→ **SOURCE INFORMATION**:
[Start of Attachment]

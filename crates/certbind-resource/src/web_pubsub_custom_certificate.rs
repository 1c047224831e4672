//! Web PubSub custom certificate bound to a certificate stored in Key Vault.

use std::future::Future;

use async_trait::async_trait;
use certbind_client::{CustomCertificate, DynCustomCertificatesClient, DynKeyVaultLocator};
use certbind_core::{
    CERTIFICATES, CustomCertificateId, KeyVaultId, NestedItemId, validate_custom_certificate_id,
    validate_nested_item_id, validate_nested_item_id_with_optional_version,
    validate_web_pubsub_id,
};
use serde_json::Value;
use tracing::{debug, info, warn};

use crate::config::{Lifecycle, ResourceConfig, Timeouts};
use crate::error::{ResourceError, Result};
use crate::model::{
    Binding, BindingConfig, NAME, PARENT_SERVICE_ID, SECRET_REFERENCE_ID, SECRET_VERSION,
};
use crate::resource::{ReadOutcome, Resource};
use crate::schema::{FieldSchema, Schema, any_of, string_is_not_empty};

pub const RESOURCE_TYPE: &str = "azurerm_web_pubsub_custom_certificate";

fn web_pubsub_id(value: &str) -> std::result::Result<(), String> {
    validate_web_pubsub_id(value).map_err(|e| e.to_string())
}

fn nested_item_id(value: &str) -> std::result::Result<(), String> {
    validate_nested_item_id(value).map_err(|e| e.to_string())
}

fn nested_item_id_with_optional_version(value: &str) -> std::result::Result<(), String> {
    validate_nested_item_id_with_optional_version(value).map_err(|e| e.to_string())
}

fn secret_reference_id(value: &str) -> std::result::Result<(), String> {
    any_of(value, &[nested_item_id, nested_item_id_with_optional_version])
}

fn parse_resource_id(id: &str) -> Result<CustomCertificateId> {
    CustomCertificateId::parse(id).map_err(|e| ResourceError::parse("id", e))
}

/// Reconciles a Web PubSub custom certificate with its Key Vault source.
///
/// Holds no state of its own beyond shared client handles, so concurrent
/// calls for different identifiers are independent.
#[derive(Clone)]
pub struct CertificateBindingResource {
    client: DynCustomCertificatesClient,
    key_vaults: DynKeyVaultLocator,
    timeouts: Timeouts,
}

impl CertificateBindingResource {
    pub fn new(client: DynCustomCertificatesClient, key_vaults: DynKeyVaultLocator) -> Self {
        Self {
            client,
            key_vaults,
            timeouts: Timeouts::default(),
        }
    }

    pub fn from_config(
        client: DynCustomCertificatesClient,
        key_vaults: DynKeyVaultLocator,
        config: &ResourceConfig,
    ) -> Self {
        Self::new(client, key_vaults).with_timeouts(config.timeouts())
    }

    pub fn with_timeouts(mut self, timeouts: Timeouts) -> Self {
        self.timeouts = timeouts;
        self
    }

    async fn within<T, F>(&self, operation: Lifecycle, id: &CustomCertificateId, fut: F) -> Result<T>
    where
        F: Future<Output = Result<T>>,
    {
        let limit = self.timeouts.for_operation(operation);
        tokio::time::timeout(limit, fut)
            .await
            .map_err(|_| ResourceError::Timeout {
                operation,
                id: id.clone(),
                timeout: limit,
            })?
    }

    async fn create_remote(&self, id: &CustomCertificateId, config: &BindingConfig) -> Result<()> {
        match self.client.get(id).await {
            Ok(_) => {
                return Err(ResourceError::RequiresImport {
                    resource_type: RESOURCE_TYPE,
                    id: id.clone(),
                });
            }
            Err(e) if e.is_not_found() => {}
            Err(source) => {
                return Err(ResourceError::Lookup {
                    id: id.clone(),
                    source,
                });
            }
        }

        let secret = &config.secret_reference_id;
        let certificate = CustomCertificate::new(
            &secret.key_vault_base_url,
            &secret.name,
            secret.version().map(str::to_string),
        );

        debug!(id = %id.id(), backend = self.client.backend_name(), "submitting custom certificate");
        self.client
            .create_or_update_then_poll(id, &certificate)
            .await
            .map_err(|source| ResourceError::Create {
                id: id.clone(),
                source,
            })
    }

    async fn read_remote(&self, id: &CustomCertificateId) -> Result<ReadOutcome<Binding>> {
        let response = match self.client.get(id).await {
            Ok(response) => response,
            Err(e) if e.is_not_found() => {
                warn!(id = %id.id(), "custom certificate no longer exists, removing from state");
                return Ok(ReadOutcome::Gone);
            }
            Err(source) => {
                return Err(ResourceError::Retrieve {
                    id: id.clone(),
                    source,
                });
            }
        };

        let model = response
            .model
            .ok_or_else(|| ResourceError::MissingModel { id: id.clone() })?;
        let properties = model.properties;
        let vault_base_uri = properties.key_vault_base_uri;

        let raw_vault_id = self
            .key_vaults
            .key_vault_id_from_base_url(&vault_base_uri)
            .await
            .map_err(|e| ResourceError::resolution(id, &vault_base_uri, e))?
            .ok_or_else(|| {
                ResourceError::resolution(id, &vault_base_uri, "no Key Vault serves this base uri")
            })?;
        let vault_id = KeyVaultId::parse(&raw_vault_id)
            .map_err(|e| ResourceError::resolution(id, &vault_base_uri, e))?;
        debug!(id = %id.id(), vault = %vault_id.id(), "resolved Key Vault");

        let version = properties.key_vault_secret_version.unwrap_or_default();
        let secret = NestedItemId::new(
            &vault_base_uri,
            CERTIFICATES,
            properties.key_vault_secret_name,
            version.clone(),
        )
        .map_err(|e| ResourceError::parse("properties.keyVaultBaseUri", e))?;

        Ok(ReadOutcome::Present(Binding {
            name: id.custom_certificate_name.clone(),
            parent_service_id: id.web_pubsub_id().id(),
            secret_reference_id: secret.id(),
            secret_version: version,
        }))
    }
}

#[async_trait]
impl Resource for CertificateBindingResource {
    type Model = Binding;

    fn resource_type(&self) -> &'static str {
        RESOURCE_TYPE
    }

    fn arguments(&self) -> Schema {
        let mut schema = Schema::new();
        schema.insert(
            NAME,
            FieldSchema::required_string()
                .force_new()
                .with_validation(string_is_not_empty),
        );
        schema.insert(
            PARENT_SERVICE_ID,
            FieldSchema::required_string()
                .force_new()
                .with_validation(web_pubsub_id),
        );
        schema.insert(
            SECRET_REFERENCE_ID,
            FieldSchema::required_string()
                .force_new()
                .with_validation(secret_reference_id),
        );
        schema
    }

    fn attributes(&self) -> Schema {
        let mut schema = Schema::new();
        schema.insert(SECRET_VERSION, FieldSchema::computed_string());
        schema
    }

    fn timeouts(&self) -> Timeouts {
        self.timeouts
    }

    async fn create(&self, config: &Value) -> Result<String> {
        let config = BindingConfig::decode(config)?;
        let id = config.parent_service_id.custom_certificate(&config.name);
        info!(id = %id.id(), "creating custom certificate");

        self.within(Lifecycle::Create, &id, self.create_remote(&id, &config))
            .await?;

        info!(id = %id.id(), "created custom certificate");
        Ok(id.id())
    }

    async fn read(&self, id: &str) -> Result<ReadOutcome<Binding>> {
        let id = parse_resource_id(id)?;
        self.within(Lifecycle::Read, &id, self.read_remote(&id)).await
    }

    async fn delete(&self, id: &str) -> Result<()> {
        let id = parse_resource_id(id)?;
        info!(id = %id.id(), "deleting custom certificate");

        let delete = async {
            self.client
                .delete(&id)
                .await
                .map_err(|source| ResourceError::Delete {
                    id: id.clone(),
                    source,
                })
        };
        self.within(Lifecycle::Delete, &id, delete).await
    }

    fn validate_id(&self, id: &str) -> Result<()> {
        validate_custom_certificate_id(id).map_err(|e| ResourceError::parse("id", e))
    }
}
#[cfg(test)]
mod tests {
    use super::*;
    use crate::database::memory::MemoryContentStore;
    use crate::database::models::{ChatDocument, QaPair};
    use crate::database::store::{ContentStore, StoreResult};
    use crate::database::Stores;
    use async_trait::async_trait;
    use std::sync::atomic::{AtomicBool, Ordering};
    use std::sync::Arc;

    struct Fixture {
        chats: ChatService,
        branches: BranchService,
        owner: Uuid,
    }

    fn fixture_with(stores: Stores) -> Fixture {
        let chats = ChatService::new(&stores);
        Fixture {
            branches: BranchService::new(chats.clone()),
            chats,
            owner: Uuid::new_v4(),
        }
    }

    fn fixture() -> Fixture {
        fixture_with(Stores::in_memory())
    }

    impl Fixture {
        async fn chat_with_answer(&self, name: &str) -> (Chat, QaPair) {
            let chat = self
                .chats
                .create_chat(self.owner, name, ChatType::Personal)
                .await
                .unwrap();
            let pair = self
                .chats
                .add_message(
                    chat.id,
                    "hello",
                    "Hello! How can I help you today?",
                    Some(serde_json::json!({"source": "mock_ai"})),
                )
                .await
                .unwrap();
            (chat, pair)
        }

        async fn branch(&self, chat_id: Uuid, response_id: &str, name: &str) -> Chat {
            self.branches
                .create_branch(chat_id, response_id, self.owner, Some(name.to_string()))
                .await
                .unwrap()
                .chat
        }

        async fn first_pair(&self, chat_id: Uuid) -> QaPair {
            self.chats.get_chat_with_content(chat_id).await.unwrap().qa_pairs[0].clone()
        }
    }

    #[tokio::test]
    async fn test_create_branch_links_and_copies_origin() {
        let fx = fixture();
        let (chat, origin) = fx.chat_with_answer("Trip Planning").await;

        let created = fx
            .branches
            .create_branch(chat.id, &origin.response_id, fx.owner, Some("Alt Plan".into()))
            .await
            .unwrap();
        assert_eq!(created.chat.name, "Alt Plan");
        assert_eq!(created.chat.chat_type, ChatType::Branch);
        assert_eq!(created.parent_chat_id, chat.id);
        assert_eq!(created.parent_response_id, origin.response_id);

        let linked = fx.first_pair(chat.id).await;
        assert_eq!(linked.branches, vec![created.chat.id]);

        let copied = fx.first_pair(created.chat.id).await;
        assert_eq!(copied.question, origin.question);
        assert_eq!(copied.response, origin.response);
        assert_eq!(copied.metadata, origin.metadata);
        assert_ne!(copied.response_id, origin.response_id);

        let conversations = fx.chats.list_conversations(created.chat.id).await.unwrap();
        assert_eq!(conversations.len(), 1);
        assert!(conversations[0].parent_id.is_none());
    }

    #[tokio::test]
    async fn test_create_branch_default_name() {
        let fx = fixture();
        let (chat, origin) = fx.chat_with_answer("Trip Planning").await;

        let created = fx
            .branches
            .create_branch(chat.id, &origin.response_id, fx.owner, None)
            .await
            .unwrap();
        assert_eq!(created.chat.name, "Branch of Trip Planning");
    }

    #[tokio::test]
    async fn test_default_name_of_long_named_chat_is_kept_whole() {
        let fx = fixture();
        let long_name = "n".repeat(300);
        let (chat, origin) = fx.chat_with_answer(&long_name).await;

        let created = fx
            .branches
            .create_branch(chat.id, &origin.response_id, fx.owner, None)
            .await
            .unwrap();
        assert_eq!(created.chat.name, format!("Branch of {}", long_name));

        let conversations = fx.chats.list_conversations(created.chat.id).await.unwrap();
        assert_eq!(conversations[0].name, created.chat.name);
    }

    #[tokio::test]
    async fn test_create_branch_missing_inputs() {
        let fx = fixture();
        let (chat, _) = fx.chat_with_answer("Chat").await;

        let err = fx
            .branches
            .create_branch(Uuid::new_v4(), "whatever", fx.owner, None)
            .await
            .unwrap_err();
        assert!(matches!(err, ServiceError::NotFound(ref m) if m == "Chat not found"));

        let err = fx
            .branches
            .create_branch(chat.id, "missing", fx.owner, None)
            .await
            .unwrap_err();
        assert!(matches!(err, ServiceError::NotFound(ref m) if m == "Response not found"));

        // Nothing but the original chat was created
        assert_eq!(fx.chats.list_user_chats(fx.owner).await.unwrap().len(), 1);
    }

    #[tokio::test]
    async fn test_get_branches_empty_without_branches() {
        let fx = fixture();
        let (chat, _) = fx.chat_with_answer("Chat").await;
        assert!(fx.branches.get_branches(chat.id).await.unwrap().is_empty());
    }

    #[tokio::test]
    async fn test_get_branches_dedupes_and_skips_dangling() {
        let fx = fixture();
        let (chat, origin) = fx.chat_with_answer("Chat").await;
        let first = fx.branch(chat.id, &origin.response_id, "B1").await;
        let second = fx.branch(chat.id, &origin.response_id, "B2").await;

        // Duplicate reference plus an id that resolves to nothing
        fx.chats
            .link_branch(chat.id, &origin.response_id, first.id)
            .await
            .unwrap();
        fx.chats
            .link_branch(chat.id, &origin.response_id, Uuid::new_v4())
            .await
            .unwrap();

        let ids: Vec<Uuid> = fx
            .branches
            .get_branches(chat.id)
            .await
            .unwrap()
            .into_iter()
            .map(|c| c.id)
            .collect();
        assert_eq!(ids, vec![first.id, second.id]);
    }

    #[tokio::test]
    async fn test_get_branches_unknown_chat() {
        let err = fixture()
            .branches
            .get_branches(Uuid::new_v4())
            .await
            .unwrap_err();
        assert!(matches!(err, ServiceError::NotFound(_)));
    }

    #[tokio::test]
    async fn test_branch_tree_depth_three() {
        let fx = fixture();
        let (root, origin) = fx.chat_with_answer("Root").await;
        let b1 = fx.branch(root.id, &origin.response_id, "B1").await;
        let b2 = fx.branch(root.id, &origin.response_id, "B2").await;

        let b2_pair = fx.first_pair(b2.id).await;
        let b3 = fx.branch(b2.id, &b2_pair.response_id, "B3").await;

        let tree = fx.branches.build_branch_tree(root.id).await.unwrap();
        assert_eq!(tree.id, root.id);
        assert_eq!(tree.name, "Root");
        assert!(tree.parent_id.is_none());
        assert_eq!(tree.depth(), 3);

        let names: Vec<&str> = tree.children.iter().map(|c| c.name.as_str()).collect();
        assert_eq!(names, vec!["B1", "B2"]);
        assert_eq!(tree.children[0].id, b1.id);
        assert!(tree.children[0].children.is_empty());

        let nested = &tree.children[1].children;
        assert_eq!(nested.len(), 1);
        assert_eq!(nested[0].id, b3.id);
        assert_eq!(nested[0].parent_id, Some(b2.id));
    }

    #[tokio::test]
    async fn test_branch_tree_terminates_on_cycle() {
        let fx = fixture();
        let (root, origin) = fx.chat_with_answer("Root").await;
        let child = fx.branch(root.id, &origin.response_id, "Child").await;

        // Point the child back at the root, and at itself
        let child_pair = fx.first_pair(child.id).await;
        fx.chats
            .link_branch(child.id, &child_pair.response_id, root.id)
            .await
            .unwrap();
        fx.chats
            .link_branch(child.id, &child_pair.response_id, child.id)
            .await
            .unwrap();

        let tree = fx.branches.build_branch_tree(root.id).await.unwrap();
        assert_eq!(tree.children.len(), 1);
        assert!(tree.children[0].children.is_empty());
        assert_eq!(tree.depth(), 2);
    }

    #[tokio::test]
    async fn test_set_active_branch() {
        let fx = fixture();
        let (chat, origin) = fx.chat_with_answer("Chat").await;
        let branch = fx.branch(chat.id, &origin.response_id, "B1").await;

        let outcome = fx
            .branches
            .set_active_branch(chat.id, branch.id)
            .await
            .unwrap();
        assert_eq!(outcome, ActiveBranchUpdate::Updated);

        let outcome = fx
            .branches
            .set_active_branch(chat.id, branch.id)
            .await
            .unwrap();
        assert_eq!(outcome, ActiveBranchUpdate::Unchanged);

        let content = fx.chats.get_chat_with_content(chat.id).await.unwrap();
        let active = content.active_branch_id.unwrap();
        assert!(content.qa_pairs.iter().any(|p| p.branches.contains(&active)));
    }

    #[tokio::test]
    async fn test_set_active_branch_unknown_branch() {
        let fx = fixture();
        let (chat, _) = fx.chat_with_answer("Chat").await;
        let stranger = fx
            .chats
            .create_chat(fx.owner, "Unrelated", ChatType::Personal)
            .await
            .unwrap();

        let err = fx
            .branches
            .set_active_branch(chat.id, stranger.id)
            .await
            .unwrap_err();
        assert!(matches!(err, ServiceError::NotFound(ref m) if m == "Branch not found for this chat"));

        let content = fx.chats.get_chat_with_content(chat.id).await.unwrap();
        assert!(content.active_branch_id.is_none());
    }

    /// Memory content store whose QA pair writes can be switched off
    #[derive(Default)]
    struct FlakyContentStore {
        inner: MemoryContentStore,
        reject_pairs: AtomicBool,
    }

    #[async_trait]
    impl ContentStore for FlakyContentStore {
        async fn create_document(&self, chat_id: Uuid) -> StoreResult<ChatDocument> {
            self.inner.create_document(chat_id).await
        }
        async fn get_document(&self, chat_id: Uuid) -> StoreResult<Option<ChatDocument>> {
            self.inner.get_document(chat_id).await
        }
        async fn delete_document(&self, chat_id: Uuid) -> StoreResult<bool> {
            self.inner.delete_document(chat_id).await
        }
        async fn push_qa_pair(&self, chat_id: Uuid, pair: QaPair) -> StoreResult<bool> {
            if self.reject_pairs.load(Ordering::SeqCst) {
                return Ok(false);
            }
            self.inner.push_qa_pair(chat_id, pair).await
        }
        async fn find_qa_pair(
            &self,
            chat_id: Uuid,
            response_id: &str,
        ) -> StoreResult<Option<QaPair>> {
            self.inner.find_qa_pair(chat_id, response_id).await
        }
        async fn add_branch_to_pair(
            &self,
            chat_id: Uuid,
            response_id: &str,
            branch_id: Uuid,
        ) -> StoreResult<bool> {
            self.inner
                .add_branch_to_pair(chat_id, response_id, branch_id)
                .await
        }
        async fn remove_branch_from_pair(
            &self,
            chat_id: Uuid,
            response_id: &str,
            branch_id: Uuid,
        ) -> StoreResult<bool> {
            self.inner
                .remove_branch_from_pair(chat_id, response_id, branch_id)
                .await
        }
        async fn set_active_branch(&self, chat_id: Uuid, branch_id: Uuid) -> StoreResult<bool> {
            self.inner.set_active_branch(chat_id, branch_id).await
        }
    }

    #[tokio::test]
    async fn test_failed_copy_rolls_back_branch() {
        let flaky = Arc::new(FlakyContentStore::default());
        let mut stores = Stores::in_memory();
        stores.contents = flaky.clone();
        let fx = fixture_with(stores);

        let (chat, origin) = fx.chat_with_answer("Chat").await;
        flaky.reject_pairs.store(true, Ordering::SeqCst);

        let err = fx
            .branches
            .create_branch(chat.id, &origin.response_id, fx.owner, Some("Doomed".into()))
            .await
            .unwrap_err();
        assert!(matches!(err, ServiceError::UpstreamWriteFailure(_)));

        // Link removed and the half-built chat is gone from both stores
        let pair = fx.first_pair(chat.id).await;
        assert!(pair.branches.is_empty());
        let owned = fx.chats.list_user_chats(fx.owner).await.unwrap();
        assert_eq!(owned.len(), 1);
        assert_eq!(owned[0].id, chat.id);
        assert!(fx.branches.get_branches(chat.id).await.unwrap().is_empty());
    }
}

[End of Attachment]

→ **DIRECTIONS FOR THIS TASK**:
Output each line of the listing in which the string "ChatService" is found.

→ **RESULT OF THE EXERCISE**:
        chats: ChatService,
        let chats = ChatService::new(&stores);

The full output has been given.